A Korean War veteran and a graduate of the U.S. Naval Academy, Nolan, who had worked on John Kennedy’s 1960 presidential campaign, came to public attention as a negotiator with Cuban dictator Fidel Castro for the return of CIA officers and more than 1,100 other men captured in the abortive 1961 Bay of Pigs invasion. In 1963, he took a leave of absence from the prestigious Steptoe & Johnson law firm to become Attorney General Kennedy’s administrative assistant. It was in that position that Nolan spent much of that summer in the Deep South working with top RFK aides Burke Marshall and John Doar. Those crucial efforts of the first White House ever to promote civil rights is more than half a century later so stunningly well captured in Steven Levingston’s Kennedy and King: The President, the Pastor, and the Battle Over Civil Rights.

Robert Kennedy, Nolan remembered in an interview with the Washington Lawyer, “had the qualities of natural leaders that exceeded those of anybody else I have seen. He was very direct, and I thought he had extraordinarily good judgment. He made a lot of quick judgments and was pretty good on that.”

Of particular importance was how Nolan addressed questions of federal employee free speech rights: “The more significant or more complex an issue was, the more he studied it, sometimes with the benefit of conflicting views and large groups that he would probe with questions. … He was more likely to get the right answer under those circumstances than anybody else I know or have heard of.” (Italics added.)

It was just months after Kennedy was shot the night that he won the California and South Dakota primaries that Nolan came to represent the famed Department of Defense whistleblower A. Ernest Fitzgerald. The DoD official, he rightly noted, “you might say … was the father of whistleblowers.” It was fighting for Fitzgerald and the fundamental good government issues that his case represented that led Nolan to make his first appearance before the Supreme Court.

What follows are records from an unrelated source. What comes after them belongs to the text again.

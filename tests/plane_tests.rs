mod support;

use acoustic_bsp::{
    Plane, Triangle,
    float_types::{Real, tolerance},
    plane::{INSIDE, ON, OUTSIDE, SPANNING},
};
use nalgebra::Vector3;
use support::{approx_eq, p, tri};

#[test]
fn flip() {
    let mut plane = Plane::from_normal(Vector3::y(), 2.0);
    plane.flip();
    assert_eq!(plane.normal(), Vector3::new(0.0, -1.0, 0.0));
    assert_eq!(plane.offset(), -2.0);
}

#[test]
fn through_point_and_signed_distance() {
    let plane = Plane::through_point(Vector3::new(0.0, 0.0, 2.0), &p(3.0, -1.0, 4.0));
    assert_eq!(plane.offset(), 4.0);
    assert!(approx_eq(plane.signed_distance(&p(0.0, 0.0, 6.0)), 2.0, 1e-12));
    assert!(approx_eq(plane.signed_distance(&p(9.0, 9.0, 1.0)), -3.0, 1e-12));
}

#[test]
fn orientation_uses_the_tolerance() {
    let plane = Plane::from_normal(Vector3::z(), 0.0);
    let eps: Real = tolerance();
    assert_eq!(plane.orient_point(&p(0.0, 0.0, 0.5 * eps)), ON);
    assert_eq!(plane.orient_point(&p(0.0, 0.0, -0.5 * eps)), ON);
    assert_eq!(plane.orient_point(&p(0.0, 0.0, 2.0 * eps)), OUTSIDE);
    assert_eq!(plane.orient_point(&p(0.0, 0.0, -2.0 * eps)), INSIDE);
}

#[test]
fn classify_triangle() {
    let plane = Plane::from_normal(Vector3::y(), 0.0);
    let crossing = tri([[0.0, -1.0, 0.0], [1.0, 1.0, 0.0], [0.0, 1.0, 1.0]]);
    let below = tri([[0.0, -1.0, 0.0], [1.0, -1.0, 0.0], [0.0, -2.0, 1.0]]);
    let flat = tri([[0.0, 0.0, 0.0], [1.0, 0.0, 0.0], [0.0, 0.0, 1.0]]);
    let touching = tri([[0.0, 0.0, 0.0], [1.0, 0.0, 0.0], [0.0, 1.0, 0.0]]);
    assert_eq!(plane.classify_points(&crossing.points), SPANNING);
    assert_eq!(plane.classify_points(&below.points), INSIDE);
    assert_eq!(plane.classify_points(&flat.points), ON);
    assert_eq!(plane.classify_points(&touching.points), OUTSIDE);
}

#[test]
fn triangle_plane_matches_winding() {
    let t: Triangle = tri([[0.0, 0.0, 1.0], [0.0, 1.0, 1.0], [1.0, 0.0, 1.0]]);
    let plane = t.plane().unwrap();
    assert_eq!(plane.normal(), -Vector3::z());
    assert_eq!(plane.offset(), -1.0);
    assert_eq!(plane.classify_points(&t.points), ON);
}

#[test]
fn intersect_segment() {
    let plane = Plane::from_normal(Vector3::x(), 1.0);
    let (t, point) = plane
        .intersect_segment(&p(0.0, 0.0, 0.0), &p(4.0, 2.0, 0.0))
        .unwrap();
    assert!(approx_eq(t, 0.25, 1e-12));
    assert!(approx_eq(point.y, 0.5, 1e-12));
    assert!(plane
        .intersect_segment(&p(0.0, 0.0, 0.0), &p(0.0, 3.0, 0.0))
        .is_none());
}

On November 13, 1968 civilian analyst Ernie Fitzgerald testified before the Subcommittee on Economy in Government of the Joint Economic Committee of the U.S. Congress about the Pentagon’s order for the C-5A jumbo cargo transport plane, designed and built by the military-industrial giant Lockheed. Already the scuttlebutt of rumors, Fitzgerald was asked by a senator about the cost overruns in the bureaucratic fix. He testified under oath that there were some $2.3 billion (approximately$14 billion in today’s dollars) in unexpected costs, in 1968 considered an incredible sum. As Nolan remembered, Fitzgerald’s world “blew up with that single answer.”

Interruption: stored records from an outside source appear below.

impl Mesh {
    fn split_budget(&self) -> usize {
        self.options.max_splits.unwrap_or_else(|| {
            let size = self.edge_count() + self.triangle_count();
            self.options.splits_per_element.saturating_mul(size).saturating_add(64)
        })
    }

    /// Make the triangle set conforming.
    ///
    /// 1. unlink degenerate triangles;
    /// 2. split every edge that has a foreign vertex strictly inside it;
    /// 3. split every triangle that has a vertex in its interior into a fan
    ///    around that vertex;
    /// 4. give crossing edges a shared vertex and split both;
    /// 5. where an edge passes through a triangle from one side of its plane
    ///    to the other, split both at the piercing point;
    /// 6. repeat 2 to 5 until a round changes nothing;
    /// 7. mark triangles with identical corners as coincident;
    /// 8. re-derive every triangle's edges.
    ///
    /// Afterwards two triangles overlap in a common plane only if they have
    /// the same three vertices, and one of them is then marked
    /// [`coincident`](super::MeshTriangle::coincident). Triangles in different
    /// planes meet along shared edges only.
    ///
    /// Interior points closer than [`snap_tolerance`] to an endpoint are not
    /// split off. Vertices, edges and triangles are never merged, so the total
    /// area is preserved.
    ///
    /// # Errors
    /// * [`Error::Overflow`] when the split budget runs out,
    /// * [`Error::OutOfMemory`] when an arena cannot grow.
    ///
    /// After an error the mesh is consistent but only partially repaired.
    pub fn solve_conflicts(&mut self) -> Result<RepairStats> {
        let eps = tolerance();
        let snap = snap_tolerance();
        let budget = self.split_budget();
        let mut stats = RepairStats::default();

        let handles: Vec<MeshTriangleId> = self.triangles.handles().collect();
        for &t in &handles {
            if !self.triangles[t].removed && self.triangle_is_degenerate(t, eps) {
                self.unlink_triangle(t);
                stats.degenerate += 1;
            }
        }

        loop {
            stats.passes += 1;
            self.split_t_junctions(eps, snap, budget, &mut stats)?;
            let mut changed = self.split_interior_vertices(eps, budget, &mut stats)?;
            changed += self.split_crossings(eps, snap, budget, &mut stats)?;
            changed += self.split_piercings(eps, budget, &mut stats)?;
            if changed == 0 {
                break;
            }
        }

        stats.coincident = self.mark_coincident();

        for t in self.triangles.handles() {
            if !self.triangles[t].removed && !self.arrange_triangle(t)? {
                stats.degenerate += 1;
            }
        }

        log::debug!(
            "mesh repair: {} edge splits, {} interior splits, {} crossings, {} piercings, {} coincident, {} degenerate in {} passes",
            stats.edge_splits,
            stats.interior_splits,
            stats.crossings,
            stats.piercings,
            stats.coincident,
            stats.degenerate,
            stats.passes
        );
        Ok(stats)
    }

    fn charge_edge_split(stats: &mut RepairStats, budget: usize) -> Result<()> {
        Self::check_budget(stats, budget)?;
        stats.edge_splits += 1;
        Ok(())
    }

    fn charge_interior_split(stats: &mut RepairStats, budget: usize) -> Result<()> {
        Self::check_budget(stats, budget)?;
        stats.interior_splits += 1;
        Ok(())
    }

    fn check_budget(stats: &RepairStats, budget: usize) -> Result<()> {
        if stats.edge_splits + stats.interior_splits >= budget {
            return Err(Error::Overflow(format!(
                "mesh repair exceeded its budget of {budget} splits"
            )));
        }
        Ok(())
    }

    /// Connected vertices sorted by x, for range queries.
    fn connected_by_x(&self) -> Vec<(Real, VertexId)> {
        let mut by_x: Vec<(Real, VertexId)> = self
            .vertices()
            .filter(|(_, v)| v.vlnk.is_some())
            .map(|(id, v)| (v.pos.x, id))
            .collect();
        by_x.sort_by(|l, r| l.0.total_cmp(&r.0));
        by_x
    }

    fn split_t_junctions(&mut self, eps: Real, snap: Real, budget: usize, stats: &mut RepairStats) -> Result<()> {
        let by_x = self.connected_by_x();

        let mut queue: Vec<EdgeId> = self.live_edges().map(|(e, _)| e).collect();
        while let Some(e) = queue.pop() {
            if self.edges[e].removed {
                continue;
            }
            let Some(v) = self.vertex_inside_edge(e, &by_x, eps, snap) else {
                continue;
            };
            Self::charge_edge_split(stats, budget)?;
            queue.extend(self.split_edge(e, v)?);
        }
        Ok(())
    }

    fn split_interior_vertices(&mut self, eps: Real, budget: usize, stats: &mut RepairStats) -> Result<usize> {
        let by_x = self.connected_by_x();
        let mut queue: Vec<MeshTriangleId> = self.live_triangles().map(|(t, _)| t).collect();
        let mut split = 0;
        while let Some(t) = queue.pop() {
            if self.triangles[t].removed {
                continue;
            }
            let Some(v) = self.vertex_inside_triangle(t, &by_x, eps) else {
                continue;
            };
            Self::charge_interior_split(stats, budget)?;
            log::trace!("mesh repair: vertex {v:?} splits triangle {t:?}");
            queue.extend(self.split_triangle_interior(t, v)?);
            split += 1;
        }
        Ok(split)
    }

    /// A connected vertex lying in the interior of triangle `t`.
    fn vertex_inside_triangle(&self, t: MeshTriangleId, by_x: &[(Real, VertexId)], eps: Real) -> Option<VertexId> {
        let corners = self.triangles[t].v;
        let pts = self.points(t);
        let lo = pts[0].x.min(pts[1].x).min(pts[2].x) - eps;
        let hi = pts[0].x.max(pts[1].x).max(pts[2].x) + eps;
        let first = by_x.partition_point(|&(x, _)| x < lo);

        by_x[first..]
            .iter()
            .take_while(|&&(x, _)| x <= hi)
            .map(|&(_, v)| v)
            .filter(|v| !corners.contains(v))
            .find(|&v| point_inside_triangle(&self.vertices[v].pos, &pts, eps))
    }

    /// A connected vertex lying strictly inside edge `e`, nearest to its
    /// first endpoint.
    fn vertex_inside_edge(&self, e: EdgeId, by_x: &[(Real, VertexId)], eps: Real, snap: Real) -> Option<VertexId> {
        let [a, b] = self.edges[e].v;
        let (pa, pb) = (self.vertices[a].pos, self.vertices[b].pos);
        let lo = pa.x.min(pb.x) - eps;
        let hi = pa.x.max(pb.x) + eps;
        let first = by_x.partition_point(|&(x, _)| x < lo);

        by_x[first..]
            .iter()
            .take_while(|&&(x, _)| x <= hi)
            .filter(|&&(_, v)| v != a && v != b)
            .filter_map(|&(_, v)| {
                let p = self.vertices[v].pos;
                point_inside_segment(&p, &pa, &pb, eps, snap).map(|t| (t, v))
            })
            .min_by(|l, r| l.0.total_cmp(&r.0))
            .map(|(_, v)| v)
    }

    fn split_crossings(&mut self, eps: Real, snap: Real, budget: usize, stats: &mut RepairStats) -> Result<usize> {
        let mut boxes: Vec<(EdgeId, Aabb)> = self
            .live_edges()
            .map(|(e, edge)| {
                let (pa, pb) = (self.vertices[edge.v[0]].pos, self.vertices[edge.v[1]].pos);
                let aabb = Aabb::new(pa.inf(&pb), pa.sup(&pb)).loosened(eps);
                (e, aabb)
            })
            .collect();
        boxes.sort_by(|l, r| l.1.mins.x.total_cmp(&r.1.mins.x));

        let mut found = Vec::new();
        for (i, (e1, box1)) in boxes.iter().enumerate() {
            for (e2, box2) in &boxes[i + 1..] {
                if box2.mins.x > box1.maxs.x {
                    break;
                }
                if !box1.intersects(box2) {
                    continue;
                }
                let (ea, eb) = (&self.edges[*e1], &self.edges[*e2]);
                if ea.v.iter().any(|v| eb.v.contains(v)) {
                    continue;
                }
                if let Some(p) = self.edge_crossing(*e1, *e2, eps, snap) {
                    found.push((*e1, *e2, p));
                }
            }
        }

        let mut resolved = 0;
        for (e1, e2, p) in found {
            // an earlier split in this round may have retired either edge
            if self.edges[e1].removed || self.edges[e2].removed {
                continue;
            }
            self.vertices.reserve(1)?;
            let v = self.weld_vertex(p)?;
            if self.edges[e1].v.contains(&v) || self.edges[e2].v.contains(&v) {
                continue;
            }
            Self::charge_edge_split(stats, budget)?;
            self.split_edge(e1, v)?;
            Self::charge_edge_split(stats, budget)?;
            self.split_edge(e2, v)?;
            stats.crossings += 1;
            resolved += 1;
        }
        Ok(resolved)
    }

    fn split_piercings(&mut self, eps: Real, budget: usize, stats: &mut RepairStats) -> Result<usize> {
        let mut faces: Vec<(MeshTriangleId, Aabb)> = self
            .live_triangles()
            .map(|(t, _)| {
                let [a, b, c] = self.points(t);
                (t, Aabb::new(a.inf(&b).inf(&c), a.sup(&b).sup(&c)).loosened(eps))
            })
            .collect();
        faces.sort_by(|l, r| l.1.mins.x.total_cmp(&r.1.mins.x));

        let mut found = Vec::new();
        for (e, edge) in self.live_edges() {
            let [pa, pb] = edge.v.map(|v| self.vertices[v].pos);
            let bounds = Aabb::new(pa.inf(&pb), pa.sup(&pb)).loosened(eps);
            let end = faces.partition_point(|(_, aabb)| aabb.mins.x <= bounds.maxs.x);
            for &(t, aabb) in &faces[..end] {
                if !aabb.intersects(&bounds) || self.triangles[t].v.iter().any(|v| edge.v.contains(v)) {
                    continue;
                }
                if let Some(p) = pierce_point(&pa, &pb, &self.points(t), eps) {
                    found.push((e, t, p));
                }
            }
        }

        let mut resolved = 0;
        for (e, t, p) in found {
            if self.edges[e].removed || self.triangles[t].removed {
                continue;
            }
            // an earlier split in this round may have cut `p` off what is left of `t`
            if !point_inside_triangle(&p, &self.points(t), eps) {
                continue;
            }
            self.vertices.reserve(1)?;
            let v = self.weld_vertex(p)?;
            if self.edges[e].v.contains(&v) || self.triangles[t].v.contains(&v) {
                continue;
            }
            Self::charge_edge_split(stats, budget)?;
            self.split_edge(e, v)?;
            Self::charge_interior_split(stats, budget)?;
            self.split_triangle_interior(t, v)?;
            log::trace!("mesh repair: edge {e:?} pierces triangle {t:?}");
            stats.piercings += 1;
            resolved += 1;
        }
        Ok(resolved)
    }

    /// Point where the interiors of `e1` and `e2` pass within `eps` of each
    /// other, away from all four endpoints.
    fn edge_crossing(&self, e1: EdgeId, e2: EdgeId, eps: Real, snap: Real) -> Option<Point3<Real>> {
        let [a1, b1] = self.edges[e1].v.map(|v| self.vertices[v].pos);
        let [a2, b2] = self.edges[e2].v.map(|v| self.vertices[v].pos);
        let (p, q) = closest_points(&a1, &b1, &a2, &b2)?;
        if (p - q).norm() > eps {
            return None;
        }
        let x = Point3::from((p.coords + q.coords) * 0.5);
        let clear_of = |end: &Point3<Real>| (x - end).norm() > snap;
        (clear_of(&a1) && clear_of(&b1) && clear_of(&a2) && clear_of(&b2)).then_some(x)
    }

    /// Link each triangle to the first earlier triangle with the same
    /// corners. Returns how many were marked.
    fn mark_coincident(&mut self) -> usize {
        let mut seen: HashMap<[VertexId; 3], MeshTriangleId> = HashMap::new();
        let mut marked = 0;
        for t in self.triangles.handles() {
            if self.triangles[t].removed {
                continue;
            }
            let mut key = self.triangles[t].v;
            key.sort();
            let first = *seen.entry(key).or_insert(t);
            let coincident = (first != t).then_some(first);
            marked += usize::from(coincident.is_some());
            self.triangles[t].coincident = coincident;
        }
        marked
    }
}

As Nolan recalled in the interview with the Washington Lawyer, when then-President Lyndon Johnson’s outgoing secretary of the air force met with the person taking that position in the Republican administration of Richard M. Nixon, the Democratic appointee “had an agenda of the eight most important issues to take up. This was pretty close to the height of the Cold War, and you can imagine the momentous issues of nuclear war or peace that might have been included. Nonetheless, Ernie Fitzgerald was number two on his list.”

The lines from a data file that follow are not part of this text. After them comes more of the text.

//! Test support library
//! Provides scene fixtures & helper functions shared by the integration tests.
#![allow(dead_code)]

use acoustic_bsp::{
    Face, Object, Triangle,
    float_types::Real,
};
use nalgebra::{Point3, Vector3};

/// Quick helper to compare floating-point results with an acceptable tolerance.
pub fn approx_eq(a: Real, b: Real, eps: Real) -> bool {
    (a - b).abs() < eps
}

pub fn p(x: Real, y: Real, z: Real) -> Point3<Real> {
    Point3::new(x, y, z)
}

/// Flat-shaded triangle from raw coordinates.
pub fn tri(points: [[Real; 3]; 3]) -> Triangle {
    Triangle::new(points.map(|[x, y, z]| Point3::new(x, y, z)))
}

/// Unit square in the `z = 0` plane with its lower left corner at `(x, y)`,
/// facing `+z`, as a single quad face.
pub fn unit_square(id: i32, x: Real, y: Real) -> Object {
    Object::from_faces(
        id,
        vec![
            p(x, y, 0.0),
            p(x + 1.0, y, 0.0),
            p(x + 1.0, y + 1.0, 0.0),
            p(x, y + 1.0, 0.0),
        ],
        vec![Face::new(vec![0, 1, 2, 3])],
    )
}

/// Axis-aligned box spanning `min`..`max`, six outward facing quads.
pub fn cuboid(id: i32, min: Point3<Real>, max: Point3<Real>) -> Object {
    let corners = (0..8)
        .map(|i| {
            p(
                if i & 1 == 0 { min.x } else { max.x },
                if i & 2 == 0 { min.y } else { max.y },
                if i & 4 == 0 { min.z } else { max.z },
            )
        })
        .collect();
    let faces = [
        [0, 4, 6, 2], // -x
        [1, 3, 7, 5], // +x
        [0, 1, 5, 4], // -y
        [2, 6, 7, 3], // +y
        [0, 2, 3, 1], // -z
        [4, 5, 7, 6], // +z
    ]
    .into_iter()
    .map(|f| Face::new(f.to_vec()))
    .collect();
    Object::from_faces(id, corners, faces)
}

/// Surface area of an axis-aligned box.
pub fn cuboid_area(min: Point3<Real>, max: Point3<Real>) -> Real {
    let d: Vector3<Real> = max - min;
    2.0 * (d.x * d.y + d.y * d.z + d.z * d.x)
}

/// Sum of the areas of `triangles`.
pub fn total_area<'a>(triangles: impl IntoIterator<Item = &'a Triangle>) -> Real {
    triangles.into_iter().map(Triangle::area).sum()
}

/// Whether `p` lies strictly inside `t`, more than `margin` away from its
/// edges and within `margin` of its plane.
pub fn strictly_inside(p: &Point3<Real>, t: &Triangle, margin: Real) -> bool {
    let [a, b, c] = &t.points;
    let Some(n) = (b - a).cross(&(c - a)).try_normalize(1e-12) else {
        return false;
    };
    if (p - a).dot(&n).abs() > margin {
        return false;
    }
    [(a, b), (b, c), (c, a)]
        .iter()
        .all(|&(s, e)| (e - s).cross(&(p - s)).dot(&n) / (e - s).norm() > margin)
}

/// Number of triangle pairs that overlap in their interiors without sharing
/// the same three corners: coplanar pairs covering a common patch, or an edge
/// of one passing through the other.
pub fn interior_overlaps(triangles: &[Triangle]) -> usize {
    const MARGIN: Real = 1e-7;
    const STEPS: usize = 8;
    // barycentric sample grid, interior points only
    let samples = |t: &Triangle| -> Vec<Point3<Real>> {
        let mut out = Vec::new();
        for i in 1..STEPS {
            for j in 1..STEPS - i {
                let (u, v) = (i as Real / STEPS as Real, j as Real / STEPS as Real);
                let w = 1.0 - u - v;
                out.push(Point3::from(t.points[0].coords * u + t.points[1].coords * v + t.points[2].coords * w));
            }
        }
        out
    };
    let pierces = |edge_of: &Triangle, t: &Triangle| -> bool {
        let [a, b, c] = &t.points;
        let Some(n) = (b - a).cross(&(c - a)).try_normalize(1e-12) else {
            return false;
        };
        (0..3).any(|i| {
            let (p, q) = (edge_of.points[i], edge_of.points[(i + 1) % 3]);
            let (dp, dq) = ((p - a).dot(&n), (q - a).dot(&n));
            if dp * dq >= 0.0 || dp.abs() <= MARGIN || dq.abs() <= MARGIN {
                return false;
            }
            let x = p + (q - p) * (dp / (dp - dq));
            strictly_inside(&x, t, MARGIN)
        })
    };

    let mut count = 0;
    for (i, s) in triangles.iter().enumerate() {
        for t in &triangles[i + 1..] {
            if s.same_footprint(t, 1e-9) {
                continue;
            }
            let overlap = samples(s).iter().any(|p| strictly_inside(p, t, MARGIN))
                || samples(t).iter().any(|p| strictly_inside(p, s, MARGIN))
                || pierces(s, t)
                || pierces(t, s);
            count += usize::from(overlap);
        }
    }
    count
}

/// Summed area of the triangles that came from `object_id`.
pub fn object_area<'a>(triangles: impl IntoIterator<Item = &'a Triangle>, object_id: i32) -> Real {
    triangles
        .into_iter()
        .filter(|t| t.object_id == object_id)
        .map(Triangle::area)
        .sum()
}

At the beginning of 1970, the administration of a supposedly “new” Nixon reorganized the Department of the Air Force and ordered a unique “reduction in force” whose only victim was Ernie Fitzgerald, an action for which Nixon took responsibility. (Transcripts of White House tapes made public years later showed that Nixon ordered one of his aides to get “rid of that son of a bitch.") After the Civil Service Commission concluded that Fitzgerald’s dismissal was unjust and the newly-minted whistleblower was able to get his old job back in a lawsuit, he found that he no longer had a phone in his office, nor a secretary, or even anything to do.

The ghost employee then sued Nixon himself and two presidential aides whose names would be forever enshrined in the coming Watergate scandal—Bryce Harlow, the first person appointed to the White House staff after Nixon was elected president, and Alexander Butterfield, who revealed the existence of the White House tapes during the scandal investigation.

Fitzgerald’s lawsuits provide insight into some of the hottest questions faced today in our nation’s capital. Argued in late 1981, the Supreme Court held, 5-4, in Nixon v. Fitzgerald the following year that presidential immunity was absolute. However, in the second case, Fitzgerald claimed that Harlow and Butterfield were involved in a conspiracy that resulted in his wrongful dismissal—a charge that they denied—and asked for damages. Nolan pointed out, “the issue was derivative absolute immunity: if the president has absolute immunity, the argument was that his special assistants should have derivative absolute immunity.”

“That case was remanded to the District Court and it was settled under circumstances that were favorable to Fitzgerald.”

Even before that—as the media had fun with Fitzgerald’s on-going whistleblowing about widespread fraud at the Pentagon, including $400 hammers and $600 toilet seats—according to Senator Chuck Grassley, now the chair of the Senate Judiciary Committee, Fitzgerald “was instrumental in helping get the Civil Service Reform Act of 1978 passed.”

What is certain is that some of the other most important figures in the second half of the 20th century were linked to the Kennedy promise and, frequently the Kennedy Administration, and were also in their own way whistleblowers, speaking truth to power. They too, are examples that showed a “toughness … that guided our nation in the past,” a “spirit of adventure, a will to fight what is evil, and a desire to serve.”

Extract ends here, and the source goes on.